mod hello;
mod ready;
mod session_description;

pub use self::hello::Hello;
pub use self::ready::Ready;
pub use self::session_description::SessionDescription;
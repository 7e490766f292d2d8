use std::sync::{Arc, Mutex};

use web_time::Instant;

use crate::{
    bandwidth::{BandwidthEstimator, BandwidthSource},
    buffer_based::{BufferBasedChooser, BufferObservation},
    error::{AbrError, AbrResult},
    guess_based::GuessBasedChooser,
    last_estimate::LastEstimate,
    network_analyzer::NetworkAnalyzer,
    pending_requests::{PendingRequestsStore, RequestProgress},
    reference::SharedRef,
    score::MaintainabilityScoreTracker,
    selection::{filtered_representations, select_optimal_representation},
    types::{AbrAlgorithm, AbrEstimate, AbrFilters, PlaybackObservation, StreamEvent},
    Representation,
};

/// Live throttling inputs restricting the selectable pool.
///
/// Each present source is a latest-value cell written by its producer
/// (display-size tracking, visibility management); absent sources never
/// restrict anything. `throttle_bitrate` takes precedence over the legacy
/// `throttle` signal.
#[derive(Clone, Debug, Default)]
pub struct FilterSources {
    /// Maximum useful display width, in pixels.
    pub limit_width: Option<SharedRef<Option<u32>>>,
    /// Maximum bitrate to consider, in bits per second.
    pub throttle_bitrate: Option<SharedRef<f64>>,
    /// Deprecated synonym of `throttle_bitrate`, consulted when the former
    /// is absent.
    pub throttle: Option<SharedRef<f64>>,
}

impl FilterSources {
    /// Merge the sources into the filters currently in effect.
    pub fn current(&self) -> AbrFilters {
        let width = self.limit_width.as_ref().and_then(SharedRef::get);
        let bitrate = self
            .throttle_bitrate
            .as_ref()
            .or(self.throttle.as_ref())
            .map(SharedRef::get)
            .filter(|b| b.is_finite());
        AbrFilters { bitrate, width }
    }
}

/// Everything a `RepresentationEstimator` needs at construction.
pub struct RepresentationEstimatorOptions<B: BandwidthSource = BandwidthEstimator> {
    /// Candidate pool, already codec-filtered by the caller. Must not be
    /// empty; order does not matter.
    pub representations: Vec<Representation>,
    /// Bitrate assumed before any bandwidth information exists, in bits per
    /// second.
    pub initial_bitrate: f64,
    /// Whether the content plays in low-latency mode, close to the live
    /// edge.
    pub low_latency_mode: bool,
    /// Network throughput estimator, shared with other pipelines of the
    /// same track type.
    pub bandwidth: Arc<Mutex<B>>,
    /// Manual bitrate lock; any negative value means automatic mode.
    pub manual_bitrate: SharedRef<f64>,
    /// Floor for automatically-chosen bitrates.
    pub min_auto_bitrate: SharedRef<f64>,
    /// Cap for automatically-chosen bitrates.
    pub max_auto_bitrate: SharedRef<f64>,
    /// Throttling inputs.
    pub filters: FilterSources,
}

/// Per-track-type orchestrator arbitrating between the bandwidth-based,
/// buffer-based and guess-based algorithms on every decision tick.
///
/// All inputs are independently-updatable: events mutate internal state,
/// reference cells are read at recomputation time, and every recomputation
/// combines the latest value of each. Decisions are recomputed on playback
/// observations and on added-segment events; other events only feed state
/// consumed by the next decision.
pub struct RepresentationEstimator<B: BandwidthSource = BandwidthEstimator> {
    representations: Vec<Representation>,
    low_latency_mode: bool,
    bandwidth: Arc<Mutex<B>>,
    manual_bitrate: SharedRef<f64>,
    min_auto_bitrate: SharedRef<f64>,
    max_auto_bitrate: SharedRef<f64>,
    filters: FilterSources,

    score_tracker: MaintainabilityScoreTracker,
    network_analyzer: NetworkAnalyzer,
    requests: PendingRequestsStore,
    buffer_based_chooser: BufferBasedChooser,
    guess_based_chooser: GuessBasedChooser,
    prev_estimate: LastEstimate,

    /// Whether buffer-based estimates may currently be used. Starts `false`
    /// and follows the buffer gap with hysteresis, so crossing a single
    /// threshold back and forth cannot flap the decision mode.
    allow_buffer_based: bool,
    /// Latest suggestion of the buffer-based chooser, in bits per second.
    buffer_based_bitrate: Option<u64>,
    /// The Representation the scheduler is actually loading, updated
    /// through `RepresentationChange` events only.
    current_representation: Option<Representation>,
    last_observation: Option<PlaybackObservation>,
}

Work to be completed: Each record is to be restated word for word.

Answer to the problem:
mod hello;
mod ready;
mod session_description;

pub use self::hello::Hello;
pub use self::ready::Ready;
pub use self::session_description::SessionDescription;
repository 7e490766f292d2d8
use std::sync::{Arc, Mutex};

use web_time::Instant;

use crate::{
    bandwidth::{BandwidthEstimator, BandwidthSource},
    buffer_based::{BufferBasedChooser, BufferObservation},
    error::{AbrError, AbrResult},
    guess_based::GuessBasedChooser,
    last_estimate::LastEstimate,
    network_analyzer::NetworkAnalyzer,
    pending_requests::{PendingRequestsStore, RequestProgress},
    reference::SharedRef,
    score::MaintainabilityScoreTracker,
    selection::{filtered_representations, select_optimal_representation},
    types::{AbrAlgorithm, AbrEstimate, AbrFilters, PlaybackObservation, StreamEvent},
    Representation,
};

/// Live throttling inputs restricting the selectable pool.
///
/// Each present source is a latest-value cell written by its producer
/// (display-size tracking, visibility management); absent sources never
/// restrict anything. `throttle_bitrate` takes precedence over the legacy
/// `throttle` signal.
#[derive(Clone, Debug, Default)]
pub struct FilterSources {
    /// Maximum useful display width, in pixels.
    pub limit_width: Option<SharedRef<Option<u32>>>,
    /// Maximum bitrate to consider, in bits per second.
    pub throttle_bitrate: Option<SharedRef<f64>>,
    /// Deprecated synonym of `throttle_bitrate`, consulted when the former
    /// is absent.
    pub throttle: Option<SharedRef<f64>>,
}

impl FilterSources {
    /// Merge the sources into the filters currently in effect.
    pub fn current(&self) -> AbrFilters {
        let width = self.limit_width.as_ref().and_then(SharedRef::get);
        let bitrate = self
            .throttle_bitrate
            .as_ref()
            .or(self.throttle.as_ref())
            .map(SharedRef::get)
            .filter(|b| b.is_finite());
        AbrFilters { bitrate, width }
    }
}

/// Everything a `RepresentationEstimator` needs at construction.
pub struct RepresentationEstimatorOptions<B: BandwidthSource = BandwidthEstimator> {
    /// Candidate pool, already codec-filtered by the caller. Must not be
    /// empty; order does not matter.
    pub representations: Vec<Representation>,
    /// Bitrate assumed before any bandwidth information exists, in bits per
    /// second.
    pub initial_bitrate: f64,
    /// Whether the content plays in low-latency mode, close to the live
    /// edge.
    pub low_latency_mode: bool,
    /// Network throughput estimator, shared with other pipelines of the
    /// same track type.
    pub bandwidth: Arc<Mutex<B>>,
    /// Manual bitrate lock; any negative value means automatic mode.
    pub manual_bitrate: SharedRef<f64>,
    /// Floor for automatically-chosen bitrates.
    pub min_auto_bitrate: SharedRef<f64>,
    /// Cap for automatically-chosen bitrates.
    pub max_auto_bitrate: SharedRef<f64>,
    /// Throttling inputs.
    pub filters: FilterSources,
}

/// Per-track-type orchestrator arbitrating between the bandwidth-based,
/// buffer-based and guess-based algorithms on every decision tick.
///
/// All inputs are independently-updatable: events mutate internal state,
/// reference cells are read at recomputation time, and every recomputation
/// combines the latest value of each. Decisions are recomputed on playback
/// observations and on added-segment events; other events only feed state
/// consumed by the next decision.
pub struct RepresentationEstimator<B: BandwidthSource = BandwidthEstimator> {
    representations: Vec<Representation>,
    low_latency_mode: bool,
    bandwidth: Arc<Mutex<B>>,
    manual_bitrate: SharedRef<f64>,
    min_auto_bitrate: SharedRef<f64>,
    max_auto_bitrate: SharedRef<f64>,
    filters: FilterSources,

    score_tracker: MaintainabilityScoreTracker,
    network_analyzer: NetworkAnalyzer,
    requests: PendingRequestsStore,
    buffer_based_chooser: BufferBasedChooser,
    guess_based_chooser: GuessBasedChooser,
    prev_estimate: LastEstimate,

    /// Whether buffer-based estimates may currently be used. Starts `false`
    /// and follows the buffer gap with hysteresis, so crossing a single
    /// threshold back and forth cannot flap the decision mode.
    allow_buffer_based: bool,
    /// Latest suggestion of the buffer-based chooser, in bits per second.
    buffer_based_bitrate: Option<u64>,
    /// The Representation the scheduler is actually loading, updated
    /// through `RepresentationChange` events only.
    current_representation: Option<Representation>,
    last_observation: Option<PlaybackObservation>,
}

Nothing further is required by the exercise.